U.S. top nuclear envoy Assistant Secretary of State Christopher Hill speaks with the press in a hotel lobby before heading off to six-nation talks on North Korea's nuclear program in Beijing, December 10, 2008. North Korea, which conducted a nuclear test in 2006, agreed last year to dismantle its nuclear reactor in exchange for aid. The negotiations in the coming week are expected to focus on how to verify Pyongyang's accounting of the program, but negotiators have said they expect the process to be difficult. (UPI Photo/Stephen Shaver)

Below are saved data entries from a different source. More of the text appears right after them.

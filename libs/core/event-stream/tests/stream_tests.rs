//! End-to-end tests for the stream backbone against a real Redis.

use std::sync::{Arc, Mutex};
use std::time::Duration;

use async_trait::async_trait;
use event_stream::{
    ConsumerConfig, Dispatcher, Event, EventHandler, EventPublisher, JobQueue, JobQueueWorker,
    Router, RetryPolicy, RetryScheduler, StreamError, StreamListener, StreamManager,
};
use test_utils::TestRedis;
use tokio::sync::watch;

/// Shared context that records every event a handler sees.
#[derive(Default)]
struct Recorder {
    seen: Mutex<Vec<Event>>,
}

impl Recorder {
    fn record(&self, event: &Event) {
        self.seen.lock().unwrap().push(event.clone());
    }

    fn seen(&self) -> Vec<Event> {
        self.seen.lock().unwrap().clone()
    }

    fn count(&self) -> usize {
        self.seen.lock().unwrap().len()
    }
}

struct RecordingHandler;

#[async_trait]
impl EventHandler<Recorder> for RecordingHandler {
    async fn handle(&self, event: Event, ctx: Arc<Recorder>) -> Result<(), StreamError> {
        ctx.record(&event);
        Ok(())
    }

    fn name(&self) -> &'static str {
        "recording"
    }
}

/// Fails every delivery until `_retries` reaches the threshold.
struct FlakyHandler {
    succeed_at: u32,
}

#[async_trait]
impl EventHandler<Recorder> for FlakyHandler {
    async fn handle(&self, event: Event, ctx: Arc<Recorder>) -> Result<(), StreamError> {
        ctx.record(&event);
        if event.retries() < self.succeed_at {
            Err(StreamError::handler("not yet"))
        } else {
            Ok(())
        }
    }

    fn name(&self) -> &'static str {
        "flaky"
    }
}

async fn wait_until<F>(mut condition: F, timeout: Duration) -> bool
where
    F: FnMut() -> bool,
{
    let deadline = tokio::time::Instant::now() + timeout;
    while tokio::time::Instant::now() < deadline {
        if condition() {
            return true;
        }
        tokio::time::sleep(Duration::from_millis(50)).await;
    }
    condition()
}

fn fast_config(stream: &str, group: &str, consumer: &str) -> ConsumerConfig {
    ConsumerConfig::new(stream, group)
        .with_consumer_name(consumer)
        .with_block_timeout(Duration::from_millis(200))
        .with_error_backoff(Duration::from_millis(100))
        .with_claim_idle(None)
}

#[tokio::test]
async fn publishes_and_consumes_in_order() {
    let redis = TestRedis::new().await;
    let manager = Arc::new(StreamManager::new(redis.connection()));

    let recorder = Arc::new(Recorder::default());
    let router = Router::new().register("new_appointment", Arc::new(RecordingHandler));
    let dispatcher = Arc::new(Dispatcher::new(router, recorder.clone()));

    let mut listener = StreamListener::new(
        manager.clone(),
        dispatcher,
        fast_config("bot_events", "bot_group", "worker-a"),
    );
    listener.start_listening().await.unwrap();

    let publisher = EventPublisher::new((*manager).clone(), "bot_events");
    for i in 1..=5 {
        publisher
            .publish("new_appointment", [("id", i.to_string())])
            .await
            .unwrap();
    }

    assert!(
        wait_until(|| recorder.count() == 5, Duration::from_secs(10)).await,
        "expected 5 events, saw {}",
        recorder.count()
    );

    let ids: Vec<String> = recorder
        .seen()
        .iter()
        .map(|e| e.get("id").unwrap().to_string())
        .collect();
    assert_eq!(ids, vec!["1", "2", "3", "4", "5"]);

    listener.stop_listening().await;

    // Everything delivered was acknowledged.
    let pending = manager.pending_count("bot_events", "bot_group").await.unwrap();
    assert_eq!(pending, 0);
}

#[tokio::test]
async fn events_published_before_startup_are_delivered() {
    let redis = TestRedis::new().await;
    let manager = Arc::new(StreamManager::new(redis.connection()));

    // Publish first; group creation at 0 with MKSTREAM makes the backlog
    // visible once a consumer appears.
    let publisher = EventPublisher::new((*manager).clone(), "bot_events");
    publisher
        .publish("new_contact_request", [("request_id", "7")])
        .await
        .unwrap();

    let recorder = Arc::new(Recorder::default());
    let router = Router::new().register("new_contact_request", Arc::new(RecordingHandler));
    let dispatcher = Arc::new(Dispatcher::new(router, recorder.clone()));

    let mut listener = StreamListener::new(
        manager.clone(),
        dispatcher,
        fast_config("bot_events", "bot_group", "worker-a"),
    );
    listener.start_listening().await.unwrap();

    assert!(wait_until(|| recorder.count() == 1, Duration::from_secs(10)).await);
    assert_eq!(recorder.seen()[0].get("request_id"), Some("7"));

    listener.stop_listening().await;
}

#[tokio::test]
async fn typeless_and_unknown_events_are_acked_not_stuck() {
    let redis = TestRedis::new().await;
    let manager = Arc::new(StreamManager::new(redis.connection()));

    let recorder = Arc::new(Recorder::default());
    let router = Router::new().register("known", Arc::new(RecordingHandler));
    let dispatcher = Arc::new(Dispatcher::new(router, recorder.clone()));

    let mut listener = StreamListener::new(
        manager.clone(),
        dispatcher,
        fast_config("bot_events", "bot_group", "worker-a"),
    );
    listener.start_listening().await.unwrap();

    // Malformed: no type field at all.
    let typeless = Event::default().with_field("payload", "x");
    manager.add_event("bot_events", &typeless).await.unwrap();
    // Valid type, but nothing registered for it.
    manager
        .add_event("bot_events", &Event::new("unhandled_type"))
        .await
        .unwrap();
    // A routed event, to prove the loop kept going.
    manager
        .add_event("bot_events", &Event::new("known"))
        .await
        .unwrap();

    assert!(wait_until(|| recorder.count() == 1, Duration::from_secs(10)).await);
    // Give the loop a beat to ack the two dropped entries as well.
    tokio::time::sleep(Duration::from_millis(300)).await;

    listener.stop_listening().await;

    let pending = manager.pending_count("bot_events", "bot_group").await.unwrap();
    assert_eq!(pending, 0, "dropped events must still be acked");
    assert_eq!(recorder.count(), 1);
}

#[tokio::test]
async fn failed_events_are_retried_with_incremented_counter() {
    let redis = TestRedis::new().await;
    let manager = Arc::new(StreamManager::new(redis.connection()));

    let jobs = JobQueue::new(redis.connection());
    let scheduler = RetryScheduler::new(jobs.clone(), "bot_events")
        .with_policy(RetryPolicy::fixed(5, Duration::from_millis(100)));

    let recorder = Arc::new(Recorder::default());
    let router = Router::new().register("notification_status", Arc::new(FlakyHandler { succeed_at: 2 }));
    let dispatcher =
        Arc::new(Dispatcher::new(router, recorder.clone()).with_retry(scheduler));

    let mut listener = StreamListener::new(
        manager.clone(),
        dispatcher,
        fast_config("bot_events", "bot_group", "worker-a"),
    );
    listener.start_listening().await.unwrap();

    let (shutdown_tx, shutdown_rx) = watch::channel(false);
    let worker = JobQueueWorker::new(jobs.clone(), (*manager).clone())
        .with_poll_interval(Duration::from_millis(100));
    let worker_task = tokio::spawn(worker.run(shutdown_rx));

    manager
        .add_event(
            "bot_events",
            &Event::new("notification_status").with_field("status", "failed"),
        )
        .await
        .unwrap();

    // First delivery fails, two requeues follow, third attempt succeeds.
    assert!(
        wait_until(|| recorder.count() == 3, Duration::from_secs(15)).await,
        "expected 3 attempts, saw {}",
        recorder.count()
    );

    let attempts: Vec<u32> = recorder.seen().iter().map(Event::retries).collect();
    assert_eq!(attempts, vec![0, 1, 2]);
    // Payload fields survive the requeue round trip.
    assert_eq!(recorder.seen()[2].get("status"), Some("failed"));

    let _ = shutdown_tx.send(true);
    worker_task.await.unwrap();
    listener.stop_listening().await;

    let pending = manager.pending_count("bot_events", "bot_group").await.unwrap();
    assert_eq!(pending, 0);
    assert_eq!(jobs.len().await.unwrap(), 0);
}

#[tokio::test]
async fn retries_stop_at_max_attempts() {
    let redis = TestRedis::new().await;
    let manager = Arc::new(StreamManager::new(redis.connection()));

    let jobs = JobQueue::new(redis.connection());
    let scheduler = RetryScheduler::new(jobs.clone(), "bot_events")
        .with_policy(RetryPolicy::fixed(2, Duration::from_millis(100)));

    let recorder = Arc::new(Recorder::default());
    // Never succeeds.
    let router = Router::new().register("system_error", Arc::new(FlakyHandler { succeed_at: 99 }));
    let dispatcher =
        Arc::new(Dispatcher::new(router, recorder.clone()).with_retry(scheduler));

    let mut listener = StreamListener::new(
        manager.clone(),
        dispatcher,
        fast_config("bot_events", "bot_group", "worker-a"),
    );
    listener.start_listening().await.unwrap();

    let (shutdown_tx, shutdown_rx) = watch::channel(false);
    let worker = JobQueueWorker::new(jobs.clone(), (*manager).clone())
        .with_poll_interval(Duration::from_millis(100));
    let worker_task = tokio::spawn(worker.run(shutdown_rx));

    manager
        .add_event("bot_events", &Event::new("system_error"))
        .await
        .unwrap();

    // max_attempts = 2: initial delivery plus one retry, then dropped.
    assert!(wait_until(|| recorder.count() == 2, Duration::from_secs(15)).await);
    tokio::time::sleep(Duration::from_millis(500)).await;
    assert_eq!(recorder.count(), 2);
    assert_eq!(jobs.len().await.unwrap(), 0);

    let _ = shutdown_tx.send(true);
    worker_task.await.unwrap();
    listener.stop_listening().await;
}

#[tokio::test]
async fn group_creation_is_idempotent() {
    let redis = TestRedis::new().await;
    let manager = StreamManager::new(redis.connection());

    manager.create_group("bot_events", "bot_group").await.unwrap();
    manager.create_group("bot_events", "bot_group").await.unwrap();

    manager
        .add_event("bot_events", &Event::new("new_appointment"))
        .await
        .unwrap();
    assert_eq!(manager.stream_len("bot_events").await.unwrap(), 1);
}

#[tokio::test]
async fn two_consumers_split_the_stream_without_overlap() {
    let redis = TestRedis::new().await;
    let manager = Arc::new(StreamManager::new(redis.connection()));

    let recorder_a = Arc::new(Recorder::default());
    let recorder_b = Arc::new(Recorder::default());

    let make_listener = |recorder: &Arc<Recorder>, name: &str| {
        let router = Router::new().register("new_appointment", Arc::new(RecordingHandler));
        let dispatcher = Arc::new(Dispatcher::new(router, recorder.clone()));
        StreamListener::new(
            manager.clone(),
            dispatcher,
            fast_config("bot_events", "bot_group", name).with_batch_size(1),
        )
    };

    let mut listener_a = make_listener(&recorder_a, "worker-a");
    let mut listener_b = make_listener(&recorder_b, "worker-b");
    listener_a.start_listening().await.unwrap();
    listener_b.start_listening().await.unwrap();

    let publisher = EventPublisher::new((*manager).clone(), "bot_events");
    for i in 0..20 {
        publisher
            .publish("new_appointment", [("id", i.to_string())])
            .await
            .unwrap();
    }

    assert!(
        wait_until(
            || recorder_a.count() + recorder_b.count() == 20,
            Duration::from_secs(15),
        )
        .await
    );

    listener_a.stop_listening().await;
    listener_b.stop_listening().await;

    let mut all: Vec<String> = recorder_a
        .seen()
        .iter()
        .chain(recorder_b.seen().iter())
        .map(|e| e.get("id").unwrap().to_string())
        .collect();
    all.sort_by_key(|id| id.parse::<u32>().unwrap());
    all.dedup();
    assert_eq!(all.len(), 20, "every event delivered exactly once");
}

#[tokio::test]
async fn stale_entries_are_reclaimed_by_a_live_consumer() {
    let redis = TestRedis::new().await;
    let manager = Arc::new(StreamManager::new(redis.connection()));

    manager.create_group("bot_events", "bot_group").await.unwrap();
    manager
        .add_event("bot_events", &Event::new("new_appointment").with_field("id", "1"))
        .await
        .unwrap();

    // A consumer reads the entry and dies without acking.
    let dead = manager
        .read_events("bot_events", "bot_group", "dead-consumer", 10, None)
        .await
        .unwrap();
    assert_eq!(dead.len(), 1);
    assert_eq!(
        manager.pending_count("bot_events", "bot_group").await.unwrap(),
        1
    );

    let recorder = Arc::new(Recorder::default());
    let router = Router::new().register("new_appointment", Arc::new(RecordingHandler));
    let dispatcher = Arc::new(Dispatcher::new(router, recorder.clone()));

    let config = fast_config("bot_events", "bot_group", "worker-a")
        .with_claim_idle(Some(Duration::from_millis(200)));
    let mut listener = StreamListener::new(manager.clone(), dispatcher, config);
    listener.start_listening().await.unwrap();

    assert!(
        wait_until(|| recorder.count() == 1, Duration::from_secs(15)).await,
        "reclaimed entry should reach a handler"
    );
    assert_eq!(recorder.seen()[0].get("id"), Some("1"));

    listener.stop_listening().await;

    assert_eq!(
        manager.pending_count("bot_events", "bot_group").await.unwrap(),
        0
    );
}

#[tokio::test]
async fn maxlen_trims_the_stream() {
    let redis = TestRedis::new().await;
    let manager = StreamManager::new(redis.connection()).with_max_length(10);

    for i in 0..500 {
        manager
            .add_event(
                "bot_events",
                &Event::new("new_appointment").with_field("id", i.to_string()),
            )
            .await
            .unwrap();
    }

    // MAXLEN ~ is approximate; it only guarantees the stream stays bounded.
    let len = manager.stream_len("bot_events").await.unwrap();
    assert!(len < 500, "stream should have been trimmed, len = {len}");
}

1 of 2 | U.S. top nuclear envoy Assistant Secretary of State Christopher Hill speaks with the press in a hotel lobby before heading off to six-nation talks on North Korea's nuclear program in Beijing, December 10, 2008. North Korea, which conducted a nuclear test in 2006, agreed last year to dismantle its nuclear reactor in exchange for aid. The negotiations in the coming week are expected to focus on how to verify Pyongyang's accounting of the program, but negotiators have said they expect the process to be difficult. (UPI Photo/Stephen Shaver) | License Photo

BEIJING, Dec. 11 (UPI) -- The six-nation negotiators on North Korea's denuclearization met in Beijing again Thursday amid threat of an impasse over the issue of verification.

With no agreement in sight, negotiators from host China, the United States, Russia, Japan and the two Koreas met again mostly for bilateral talks with no breakthrough in sight, South Korea's Yonhap news agency reported.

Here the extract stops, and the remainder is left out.